Слабая надежда затеплилась в груди Василия Васильевича.
– Велишь уйти?
Он попятился к порогу и незаметно вытер пальцем губы,; на которых ещё оставался солёный след пота с руки царевны.
Из соседнего терема, сквозь щель, постельница подавала князю глазами какие-то отчаянные знаки.
Софья прислонилась к стене. Чуть сутулая спина сиротливо подрагивала, и на лице было написано такое страдание, точно в светлице находился не тот, кого она безответно любила, а кат, готовящийся вздёрнуть её на дыбу.
Голицын опустился перед Софьей на колени и припал к сафьяновому сапожку.
– Не томись, царевна. В том, что имат в себе человек любовь к человеку, нету греха перед Господом.
Софья неожиданно плюхнулась на пол и прижалась к князю.
– Впрямь ли любишь, Василий?
Стараясь сдерживать дыхание, обмахиваясь надушённым платочком, чтобы хоть как-нибудь разогнать тошнотворный запах едкого пота, Голицын поцеловал царевну в щёку.

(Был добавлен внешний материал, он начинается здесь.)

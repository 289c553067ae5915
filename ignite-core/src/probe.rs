//! Executable lookup on the search path.

/// True when the program named by the first word of `command_line` resolves
/// on `PATH` (`PATHEXT` is honoured on Windows).
pub fn command_exists(command_line: &str) -> bool {
    let Some(program) = command_line.split_whitespace().next() else {
        return false;
    };
    match which::which(program) {
        Ok(path) => {
            tracing::debug!(program, path = %path.display(), "command found");
            true
        }
        Err(_) => false,
    }
}
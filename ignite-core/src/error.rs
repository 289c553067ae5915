//! Error types for ignite-core.

use std::path::PathBuf;

use thiserror::Error;

/// All errors that can arise from launcher store and ledger operations.
#[derive(Debug, Error)]
pub enum StoreError {
    /// Underlying I/O failure, annotated with the path being touched.
    #[error("I/O error at {path}: {source}")]
    Io {
        path: PathBuf,
        #[source]
        source: std::io::Error,
    },

    /// JSON serialization error (write path).
    #[error("JSON serialization error: {0}")]
    Json(#[from] serde_json::Error),

    /// A launcher record exists but could not be parsed.
    #[error("failed to parse launcher record at {path}: {source}")]
    Parse {
        path: PathBuf,
        #[source]
        source: serde_json::Error,
    },

    /// No script or record exists for the launcher.
    #[error("launcher \"{name}\" not found")]
    NotFound { name: String },

    /// A rename target already has a script or record.
    #[error("a launcher named \"{name}\" already exists")]
    Conflict { name: String },

    /// The launcher name cannot be embedded in a file name.
    #[error("invalid launcher name \"{name}\": {reason}")]
    InvalidName { name: String, reason: &'static str },

    /// `dirs::home_dir()` returned `None`.
    #[error("cannot determine home directory; set $HOME or equivalent")]
    HomeNotFound,
}

/// Convenience constructor for [`StoreError::Io`].
pub(crate) fn io_err(path: impl Into<PathBuf>, source: std::io::Error) -> StoreError {
    StoreError::Io {
        path: path.into(),
        source,
    }
}
//! Error types for ignite-launch.

use std::path::PathBuf;

use thiserror::Error;

use ignite_core::StoreError;
use ignite_renderer::RenderError;

use crate::prompt::PromptError;

#[derive(Debug, Error)]
pub enum LaunchError {
    #[error("store error: {0}")]
    Store(#[from] StoreError),

    #[error("render error: {0}")]
    Render(#[from] RenderError),

    #[error(transparent)]
    Prompt(#[from] PromptError),

    /// The launcher script could not be started.
    #[error("failed to start {script}: {source}")]
    Spawn {
        script: PathBuf,
        #[source]
        source: std::io::Error,
    },
}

– Едина ты в сердце моем, и опричь тебя никто не надобен мне до века.
– Едина ли?
– Едина, лапушка моя ненаглядная!
Цяревна приподняла за подбородок голову князя и ревниво заглянула в его глаза.
– А Авдотья Ивановна?
Василий Васильевич вспыхнул.
– Коли б побрачился я с Авдотьей после того, как тебя полюбил, в те поры могла бы ты сомненье иметь. А…
Закрыв ему рукой рот, Софья полуобернулась к образу и тяжело вздохнула.
– Допрежь ли, погодя, все едино творю я грех непрощёный пред Господом, топчу ногами брачный венец. – И прерывающимся голосом, чувствуя, как падает сердце, прибавила: – Слыхивала я, иные жёны боярские, по хотенью мужа, в монастырь идут на постриг…
В груди Голицына закипел гнев. «Тоже додумалась! – чуть не вслух выпалил он – Авдотьюшку в монастырь!»
Царевна ткнулась лбом в высокий лоб князя и напряжённо ждала ответа.
– Бывает, – с трудом выжал он наконец из себя – Кои жены не любы да в грехе уличены, тех иной раз в монастырь отсылают.
Приняв слова Василия Васильевича за готовность избавиться от жены, Софья благодарно поцеловала его в глаза.
– Таково солодко с тобою, светик мой Васенька!
Нога царевны коснулась ноги Голицына. Князь провёл холёными пальцами по затылку Софьи.
Внимательно следивший в щёлку за парочкой, Милославский, довольный поведением князя, прикрыл дверь и лукаво подмигнул расплывшейся в улыбке постельнице:
– А, видно, по мысли пришлась царевне наша мужская ласка.
– Ещё б не по мысли, – щёлкнула Федора двумя пальцами по животу боярина, – коли ваш брат токмо тем и промышляет, что баб в соблазны вводит!